(Extracted data entries)
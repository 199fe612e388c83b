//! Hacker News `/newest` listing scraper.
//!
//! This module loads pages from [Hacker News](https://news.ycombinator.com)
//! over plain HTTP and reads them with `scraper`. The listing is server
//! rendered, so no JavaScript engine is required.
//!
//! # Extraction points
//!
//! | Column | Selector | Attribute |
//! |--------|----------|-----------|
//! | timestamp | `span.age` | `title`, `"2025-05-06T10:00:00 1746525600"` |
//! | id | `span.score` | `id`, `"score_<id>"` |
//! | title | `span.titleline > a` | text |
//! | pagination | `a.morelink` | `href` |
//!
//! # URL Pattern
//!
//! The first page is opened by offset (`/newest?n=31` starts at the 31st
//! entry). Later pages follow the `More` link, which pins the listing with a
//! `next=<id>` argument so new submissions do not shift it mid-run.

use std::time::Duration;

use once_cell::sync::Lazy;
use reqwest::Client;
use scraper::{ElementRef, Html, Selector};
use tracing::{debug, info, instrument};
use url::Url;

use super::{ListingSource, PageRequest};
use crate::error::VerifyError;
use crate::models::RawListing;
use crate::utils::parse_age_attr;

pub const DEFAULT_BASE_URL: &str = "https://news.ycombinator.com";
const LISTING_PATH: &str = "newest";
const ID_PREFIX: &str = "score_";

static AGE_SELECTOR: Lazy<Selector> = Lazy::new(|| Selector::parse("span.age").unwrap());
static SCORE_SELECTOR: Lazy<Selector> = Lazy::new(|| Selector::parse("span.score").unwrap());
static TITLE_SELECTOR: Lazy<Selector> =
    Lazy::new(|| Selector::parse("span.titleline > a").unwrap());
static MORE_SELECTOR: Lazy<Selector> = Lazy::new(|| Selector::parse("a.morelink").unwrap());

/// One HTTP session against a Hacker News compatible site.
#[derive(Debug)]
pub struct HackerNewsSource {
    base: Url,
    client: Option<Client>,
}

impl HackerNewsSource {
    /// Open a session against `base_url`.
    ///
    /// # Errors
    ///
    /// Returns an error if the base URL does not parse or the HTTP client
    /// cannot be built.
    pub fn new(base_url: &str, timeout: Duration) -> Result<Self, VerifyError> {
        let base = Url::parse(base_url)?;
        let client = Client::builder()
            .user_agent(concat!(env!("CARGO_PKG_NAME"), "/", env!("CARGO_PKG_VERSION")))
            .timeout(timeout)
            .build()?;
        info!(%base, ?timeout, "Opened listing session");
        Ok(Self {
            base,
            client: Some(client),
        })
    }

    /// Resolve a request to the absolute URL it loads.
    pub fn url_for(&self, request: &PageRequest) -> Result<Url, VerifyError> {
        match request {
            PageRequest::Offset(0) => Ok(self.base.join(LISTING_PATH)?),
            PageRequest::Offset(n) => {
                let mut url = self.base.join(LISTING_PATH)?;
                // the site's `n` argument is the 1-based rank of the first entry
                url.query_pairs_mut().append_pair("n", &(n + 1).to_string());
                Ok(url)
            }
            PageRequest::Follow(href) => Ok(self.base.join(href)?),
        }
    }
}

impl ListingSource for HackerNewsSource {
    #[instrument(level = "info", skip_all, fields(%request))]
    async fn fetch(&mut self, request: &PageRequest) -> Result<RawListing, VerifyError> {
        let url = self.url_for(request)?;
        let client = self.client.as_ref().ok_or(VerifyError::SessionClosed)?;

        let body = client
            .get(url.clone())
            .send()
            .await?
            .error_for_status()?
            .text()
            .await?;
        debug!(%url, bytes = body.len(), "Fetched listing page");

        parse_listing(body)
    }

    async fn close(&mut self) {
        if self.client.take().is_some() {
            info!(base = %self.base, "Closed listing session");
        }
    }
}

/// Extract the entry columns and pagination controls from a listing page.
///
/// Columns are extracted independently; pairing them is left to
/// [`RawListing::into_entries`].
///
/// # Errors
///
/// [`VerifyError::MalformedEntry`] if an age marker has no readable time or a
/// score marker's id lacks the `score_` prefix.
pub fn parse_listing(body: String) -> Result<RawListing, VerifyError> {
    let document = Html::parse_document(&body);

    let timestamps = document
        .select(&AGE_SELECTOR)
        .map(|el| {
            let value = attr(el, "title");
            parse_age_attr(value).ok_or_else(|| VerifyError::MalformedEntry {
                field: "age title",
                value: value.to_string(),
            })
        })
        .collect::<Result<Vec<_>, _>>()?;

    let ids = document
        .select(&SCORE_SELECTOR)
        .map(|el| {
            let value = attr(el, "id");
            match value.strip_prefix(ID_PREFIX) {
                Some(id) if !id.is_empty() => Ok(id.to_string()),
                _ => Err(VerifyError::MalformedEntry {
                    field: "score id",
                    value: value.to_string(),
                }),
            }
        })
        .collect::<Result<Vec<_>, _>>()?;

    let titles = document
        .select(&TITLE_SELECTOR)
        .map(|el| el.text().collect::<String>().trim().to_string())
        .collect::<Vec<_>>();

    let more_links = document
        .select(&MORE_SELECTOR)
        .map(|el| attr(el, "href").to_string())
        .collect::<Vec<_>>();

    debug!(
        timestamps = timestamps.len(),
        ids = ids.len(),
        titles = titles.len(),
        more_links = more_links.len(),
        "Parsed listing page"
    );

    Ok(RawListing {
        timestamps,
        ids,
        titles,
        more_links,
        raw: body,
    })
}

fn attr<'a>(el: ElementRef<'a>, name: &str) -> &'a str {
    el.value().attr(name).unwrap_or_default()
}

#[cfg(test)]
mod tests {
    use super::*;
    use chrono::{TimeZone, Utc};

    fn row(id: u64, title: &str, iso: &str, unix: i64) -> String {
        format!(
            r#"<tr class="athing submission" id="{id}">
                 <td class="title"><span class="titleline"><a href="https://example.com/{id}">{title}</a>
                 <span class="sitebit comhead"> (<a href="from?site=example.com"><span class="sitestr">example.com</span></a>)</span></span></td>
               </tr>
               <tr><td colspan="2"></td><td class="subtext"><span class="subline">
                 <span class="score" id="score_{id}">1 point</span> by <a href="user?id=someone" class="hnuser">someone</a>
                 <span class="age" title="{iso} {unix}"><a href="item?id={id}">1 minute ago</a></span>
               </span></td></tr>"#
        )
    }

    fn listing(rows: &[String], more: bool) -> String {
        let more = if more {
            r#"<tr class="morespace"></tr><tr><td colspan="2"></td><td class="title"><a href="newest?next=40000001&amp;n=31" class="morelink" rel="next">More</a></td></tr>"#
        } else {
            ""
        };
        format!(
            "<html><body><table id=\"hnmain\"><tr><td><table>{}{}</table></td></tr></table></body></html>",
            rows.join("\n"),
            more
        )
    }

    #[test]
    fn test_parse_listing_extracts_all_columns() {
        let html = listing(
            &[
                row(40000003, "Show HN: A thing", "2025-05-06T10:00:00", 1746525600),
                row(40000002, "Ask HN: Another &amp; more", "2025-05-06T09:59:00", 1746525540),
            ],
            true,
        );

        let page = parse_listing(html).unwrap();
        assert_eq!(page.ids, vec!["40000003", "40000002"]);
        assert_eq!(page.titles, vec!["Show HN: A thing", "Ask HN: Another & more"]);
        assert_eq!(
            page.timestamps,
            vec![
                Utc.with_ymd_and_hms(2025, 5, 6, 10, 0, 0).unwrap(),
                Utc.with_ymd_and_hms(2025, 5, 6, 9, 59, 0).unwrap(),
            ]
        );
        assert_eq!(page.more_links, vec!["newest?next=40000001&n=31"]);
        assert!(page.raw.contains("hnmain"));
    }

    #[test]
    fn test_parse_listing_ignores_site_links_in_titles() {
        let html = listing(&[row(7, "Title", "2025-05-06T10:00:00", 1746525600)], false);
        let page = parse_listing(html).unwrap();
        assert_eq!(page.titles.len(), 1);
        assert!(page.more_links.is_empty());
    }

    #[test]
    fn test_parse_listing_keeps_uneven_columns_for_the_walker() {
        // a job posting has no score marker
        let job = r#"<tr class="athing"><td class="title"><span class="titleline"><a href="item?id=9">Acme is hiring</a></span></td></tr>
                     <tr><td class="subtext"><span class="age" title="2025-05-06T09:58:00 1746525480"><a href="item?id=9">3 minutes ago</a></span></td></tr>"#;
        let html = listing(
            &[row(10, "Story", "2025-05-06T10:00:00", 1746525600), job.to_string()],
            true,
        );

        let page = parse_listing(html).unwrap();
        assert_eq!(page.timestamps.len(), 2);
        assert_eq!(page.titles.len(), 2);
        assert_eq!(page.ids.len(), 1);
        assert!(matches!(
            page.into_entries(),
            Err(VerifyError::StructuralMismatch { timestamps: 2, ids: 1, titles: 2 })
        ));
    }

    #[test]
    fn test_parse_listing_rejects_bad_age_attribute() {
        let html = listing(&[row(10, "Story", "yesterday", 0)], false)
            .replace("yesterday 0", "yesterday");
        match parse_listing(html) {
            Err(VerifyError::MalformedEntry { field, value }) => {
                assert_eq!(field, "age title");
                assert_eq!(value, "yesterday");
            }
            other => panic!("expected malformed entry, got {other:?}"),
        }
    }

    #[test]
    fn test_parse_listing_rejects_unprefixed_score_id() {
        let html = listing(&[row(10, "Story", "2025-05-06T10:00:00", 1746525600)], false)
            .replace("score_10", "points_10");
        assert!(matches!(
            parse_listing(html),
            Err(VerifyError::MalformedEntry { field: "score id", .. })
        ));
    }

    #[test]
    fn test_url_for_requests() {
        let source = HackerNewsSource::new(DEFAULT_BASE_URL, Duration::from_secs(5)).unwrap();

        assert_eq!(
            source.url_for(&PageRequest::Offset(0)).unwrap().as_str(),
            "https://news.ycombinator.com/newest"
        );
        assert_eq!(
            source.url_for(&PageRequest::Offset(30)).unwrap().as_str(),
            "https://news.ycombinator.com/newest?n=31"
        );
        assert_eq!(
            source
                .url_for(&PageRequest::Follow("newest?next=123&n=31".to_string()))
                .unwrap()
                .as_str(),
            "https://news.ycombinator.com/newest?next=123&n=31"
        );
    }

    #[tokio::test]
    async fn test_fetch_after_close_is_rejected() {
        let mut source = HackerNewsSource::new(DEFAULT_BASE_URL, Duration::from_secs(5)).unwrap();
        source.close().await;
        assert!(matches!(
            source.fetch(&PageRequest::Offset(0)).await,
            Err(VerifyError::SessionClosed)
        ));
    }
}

Task:
In the entries above, which lines hold the string "const"? Report all of them.

Response to the exercise:
pub const DEFAULT_BASE_URL: &str = "https://news.ycombinator.com";
const LISTING_PATH: &str = "newest";
const ID_PREFIX: &str = "score_";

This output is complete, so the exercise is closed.